**YOUR OBJECTIVE**
Please read the records below and return each line holding the string "does".

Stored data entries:
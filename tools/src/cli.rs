//! # Pipeline Driver Shared by the Binaries
//!
//! Reads an instance, writes its data file, runs `glpsol` and prints the
//! objective summary followed by the decoded plan. Every failure category maps
//! to its own process exit code, see [`Failure::exit_code`].

use std::{
    fs,
    io::{self, BufReader, BufWriter, Write},
    path::{Path, PathBuf},
    process::ExitCode,
    time::Duration,
};

use anyhow::Context;
use busplan::{
    instances::{
        fio::{self, report, report::SolutionReport},
        Instance,
    },
    solvers::{self, Glpsol, Solve},
    types::{Plan, Summary},
};
use clap::{CommandFactory, FromArgMatches, Parser};

#[derive(Parser, Debug, Clone)]
#[command(author, version, about, long_about = None)]
pub struct Args {
    /// The instance input file
    pub in_path: PathBuf,
    /// The path to write the MathProg data file to
    pub dat_path: PathBuf,
    /// The MathProg model file
    #[arg(long)]
    pub model: Option<PathBuf>,
    /// The glpsol executable, looked up in PATH if not a path
    #[arg(long, default_value = "glpsol")]
    pub glpsol: PathBuf,
    /// An additional argument passed to glpsol, can be repeated
    #[arg(long = "solver-arg", value_name = "ARG", allow_hyphen_values = true)]
    pub solver_args: Vec<String>,
    /// Kill glpsol if it runs for longer than this
    #[arg(long, value_name = "SECONDS")]
    pub timeout: Option<u64>,
}

impl Args {
    /// Parses the process arguments, showing the default model of `I` in the
    /// help text
    ///
    /// # Errors
    ///
    /// If the arguments are invalid or help or version information was
    /// requested
    pub fn parse_for<I: Instance>(about: &'static str) -> Result<Self, clap::Error> {
        let matches = Args::command()
            .about(about)
            .mut_arg("model", |arg| arg.default_value(I::MODEL_FILE))
            .try_get_matches()?;
        Args::from_arg_matches(&matches)
    }
}

/// Reasons for a run to fail
#[derive(Debug, thiserror::Error)]
pub enum Failure {
    #[error("{0}")]
    Usage(clap::Error),
    #[error("input file `{}` does not exist", .0.display())]
    MissingInput(PathBuf),
    #[error("failed to access `{}`: {source}", .path.display())]
    Access {
        path: PathBuf,
        #[source]
        source: io::Error,
    },
    #[error("model file `{}` does not exist", .0.display())]
    MissingModel(PathBuf),
    #[error("invalid input file `{}`: {source}", .path.display())]
    Format {
        path: PathBuf,
        #[source]
        source: fio::Error,
    },
    #[error(transparent)]
    Solver(#[from] solvers::Error),
    #[error("no optimal value found: {0}")]
    NoOptimum(String),
    #[error("{0:#}")]
    Output(anyhow::Error),
}

impl Failure {
    /// The process exit code for the failure
    #[must_use]
    pub fn exit_code(&self) -> u8 {
        match self {
            Failure::Usage(_) => 1,
            Failure::MissingInput(_) | Failure::Access { .. } | Failure::Output(_) => 2,
            Failure::MissingModel(_) => 3,
            Failure::Format { .. } => 4,
            Failure::Solver(solvers::Error::NotFound(_)) => 5,
            Failure::Solver(_) => 6,
            Failure::NoOptimum(_) => 7,
        }
    }

    /// Prints the failure to `stderr`
    pub fn report(&self) {
        match self {
            Failure::Usage(err) => {
                if let Err(err) = err.print() {
                    log::error!("failed to print usage: {err}");
                }
            }
            Failure::Solver(err) => {
                eprintln!("Error: {err}");
                if let Some(output) = err.output().filter(|output| !output.is_empty()) {
                    eprintln!("{output}");
                }
            }
            _ => eprintln!("Error: {self}"),
        }
    }
}

/// The result of a successful run
#[derive(Debug, Clone, PartialEq)]
pub struct Outcome<P> {
    pub summary: Summary,
    pub plan: P,
    /// Troubleshooting information when the report holds no selected decision
    pub diagnostic: Option<String>,
}

impl<P: Plan> Outcome<P> {
    /// Writes the summary line and the plan
    ///
    /// # Errors
    ///
    /// If writing fails
    pub fn write<W: Write>(&self, writer: &mut W) -> io::Result<()> {
        writeln!(writer, "{}", self.summary)?;
        write!(writer, "{}", self.plan)?;
        writer.flush()
    }
}

/// Runs the pipeline for instances of type `I`
///
/// # Errors
///
/// If any stage fails, nothing is printed in that case
pub fn run<I: Instance>(args: &Args) -> Result<Outcome<I::Plan>, Failure> {
    if !args.in_path.exists() {
        return Err(Failure::MissingInput(args.in_path.clone()));
    }
    let model = args
        .model
        .clone()
        .unwrap_or_else(|| PathBuf::from(I::MODEL_FILE));
    if !model.exists() {
        return Err(Failure::MissingModel(model));
    }

    let inst: I = read_instance(&args.in_path)?;
    write_data(&inst, &args.dat_path)?;

    let solver = Glpsol::new(&args.glpsol)
        .args(&args.solver_args)
        .timeout(args.timeout.map(Duration::from_secs));
    log::info!("solving with {}", solver.signature());
    let text = solver.solve(&model, &args.dat_path)?;

    let report = SolutionReport::parse(&text, I::VARIABLES);
    if I::REQUIRES_STATUS {
        match &report.status {
            None => {
                return Err(Failure::NoOptimum(String::from(
                    "the report has no status line",
                )))
            }
            Some(status) if !status.is_optimal() => {
                return Err(Failure::NoOptimum(format!("the solver status is {status}")))
            }
            Some(_) => (),
        }
    }
    let Some(objective) = report.objective else {
        return Err(Failure::NoOptimum(String::from(
            "the report has no objective value",
        )));
    };

    let plan = I::Plan::from_records(report.selected());
    let diagnostic = plan.is_empty().then(|| diagnostic(&text));
    Ok(Outcome {
        summary: Summary {
            objective,
            n_vars: inst.n_vars(),
            n_constrs: inst.n_constrs(),
        },
        plan,
        diagnostic,
    })
}

/// Entry point of the binaries, runs the pipeline for instances of type `I`
#[must_use]
pub fn main<I: Instance>(about: &'static str) -> ExitCode {
    env_logger::Builder::from_env(env_logger::Env::default().default_filter_or("warn")).init();
    let args = match Args::parse_for::<I>(about) {
        Ok(args) => args,
        // help and version
        Err(err) if !err.use_stderr() => err.exit(),
        Err(err) => return fail(&Failure::Usage(err)),
    };
    let outcome = match run::<I>(&args) {
        Ok(outcome) => outcome,
        Err(failure) => return fail(&failure),
    };
    if let Err(err) = outcome
        .write(&mut io::stdout().lock())
        .context("failed to write the results")
    {
        return fail(&Failure::Output(err));
    }
    if let Some(diagnostic) = &outcome.diagnostic {
        eprintln!("{diagnostic}");
    }
    ExitCode::SUCCESS
}

fn fail(failure: &Failure) -> ExitCode {
    log::debug!("{failure:?}");
    failure.report();
    ExitCode::from(failure.exit_code())
}

fn read_instance<I: Instance>(path: &Path) -> Result<I, Failure> {
    let access = |source| Failure::Access {
        path: path.to_path_buf(),
        source,
    };
    let reader = BufReader::new(fs::File::open(path).map_err(access)?);
    let lines = fio::read_lines(reader).map_err(access)?;
    I::from_lines(&lines).map_err(|source| Failure::Format {
        path: path.to_path_buf(),
        source,
    })
}

fn write_data<I: Instance>(inst: &I, path: &Path) -> Result<(), Failure> {
    let access = |source| Failure::Access {
        path: path.to_path_buf(),
        source,
    };
    let mut writer = BufWriter::new(fs::File::create(path).map_err(access)?);
    inst.write_data(&mut writer)
        .and_then(|()| writer.flush())
        .map_err(access)?;
    log::info!("wrote data file {}", path.display());
    Ok(())
}

fn diagnostic(text: &str) -> String {
    match report::columns_excerpt(text) {
        Some(excerpt) => format!(
            "Warning: no selected decision found in the solver report, its column section starts with:\n{excerpt}"
        ),
        None => String::from(
            "Warning: no selected decision found in the solver report and it has no column section",
        ),
    }
}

**OUTPUT FOR THIS TASK**
    #[error("input file `{}` does not exist", .0.display())]
    #[error("model file `{}` does not exist", .0.display())]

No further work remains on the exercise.